Le Salon Beige a décidé d'interroger Marion Dapsance, Docteur en anthropologie de l’Ecole pratique des hautes études, en contrat postdoctoral à l’Université de Columbia (New York), qui nous propose de publier ce qui suit :
"Je tiens tout d’abord à remercier Madame Lesegrain pour la publicité qu’elle fait à mon ouvrage.
Je regrette cependant que cette journaliste ne connaisse pas les règles élémentaires de son métier, qui est de vérifier l’information que lui communiquent ses informateurs, en l’occurrence deux ou trois individus dont le fonds de commerce semble mis en péril par des recherches non complaisantes sur le bouddhisme en Occident. A part Monsieur Cornu, dont on demande encore à voir la thèse, ces gens ne sont pas des « tibétologues et bouddhologues » mais des enseignants bouddhistes indépendants qui gagnent leur vie à vendre des cours et des ouvrages sur le bouddhisme. Nuance de taille. Les tibétologues reconnus au niveau international, eux, apprécient beaucoup mon travail, et le trouvent même salutaire. Il aurait suffi de les contacter, leurs adresses électroniques étant aisément disponibles sur le site de leurs universités respectives. Il s’agit de Messieurs Charles Ramble (Oxford-EPHE, ancien président de la société internationale de tibétologie), Donald Lopez (Université du Michigan, l’un des pontes internationaux de la bouddhologie et de la tibétologie) et Nicolas Sihlé (tibétologue au CNRS), notamment.

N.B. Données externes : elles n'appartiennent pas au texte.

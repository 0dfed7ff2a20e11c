//! Shared rendering utilities.
//!
//! Widths are measured in characters, not bytes: prices carry `£` and the
//! badges and step icons are multi-byte glyphs.

/// Positions the cursor at a specific row and column (1-indexed).
///
/// Uses ANSI escape sequence `\u{1b}[{row};{col}H`.
pub fn position_cursor(row: usize, col: usize) {
    print!("\u{1b}[{row};{col}H");
}

/// Display width of `text`, one column per character.
#[must_use]
pub fn text_width(text: &str) -> usize {
    text.chars().count()
}

/// Shortens `text` to at most `width` columns, ending with `…` when cut.
///
/// ```rust
/// use skiphire::ui::helpers::truncate;
///
/// assert_eq!(truncate("8 Yard Skip", 20), "8 Yard Skip");
/// assert_eq!(truncate("8 Yard Skip", 6), "8 Yar…");
/// ```
#[must_use]
pub fn truncate(text: &str, width: usize) -> String {
    if text_width(text) <= width {
        return text.to_string();
    }
    if width == 0 {
        return String::new();
    }
    let mut out: String = text.chars().take(width - 1).collect();
    out.push('…');
    out
}

/// Prints `text` centered in a line of `cols` columns, padded on both sides.
pub fn print_centered(text: &str, cols: usize) {
    let text = truncate(text, cols);
    let len = text_width(&text);
    let padding = cols.saturating_sub(len) / 2;
    print!("{}", " ".repeat(padding));
    print!("{text}");
    print!("{}", " ".repeat(cols.saturating_sub(padding + len)));
}

#[cfg(test)]
mod tests {
    use super::*;

    #[test]
    fn width_counts_characters() {
        assert_eq!(text_width("£354"), 4);
        assert_eq!(text_width("⚠ Not Allowed On The Road"), 25);
    }

    #[test]
    fn truncate_respects_multibyte_text() {
        assert_eq!(truncate("£1,234.50", 4), "£1,…");
        assert_eq!(truncate("abc", 0), "");
        assert_eq!(truncate("abc", 3), "abc");
    }
}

Je comprends que ces marchands du temple qui s’octroient le titre de « spécialistes du bouddhisme » voient d’un mauvais œil un point de vue – non pas « hostile » mais critique – sur – non pas « le bouddhisme en tant que tel » mais la manière dont les Occidentaux se l’approprient – et l’attitude de mes contradicteurs ne fait vraiment rien pour redorer leur blason. Mais vous, journaliste, devez-vous absolument, par réflexe, vous ériger en défenseur des droits du bouddhisme soi-disant opprimé, sans même vous donner la peine de lire mon travail ou d’en discuter avec moi ? Car manifestement, vous ne l’avez pas lu, car vous n’y auriez trouvé aucune condamnation ni aucune critique du « bouddhisme en tant que tel ». Il est tellement plus simple de « s’indigner » que de réfléchir. Dommage, car réfléchir vous aurait évité de diffuser des propos passibles de condamnation pour diffamation – comme l’affirmation selon laquelle mon travail aurait été financé par des « bienfaiteurs chinois », proprement ridicule. La vérité est que ces énergumènes n’ont aucun argument sérieux à m’opposer et ne supportent tout simplement pas que des points de vue divergents s’expriment – pour les apôtres de la tolérance et de la compassion qu’ils prétendent être, c’est plutôt comique.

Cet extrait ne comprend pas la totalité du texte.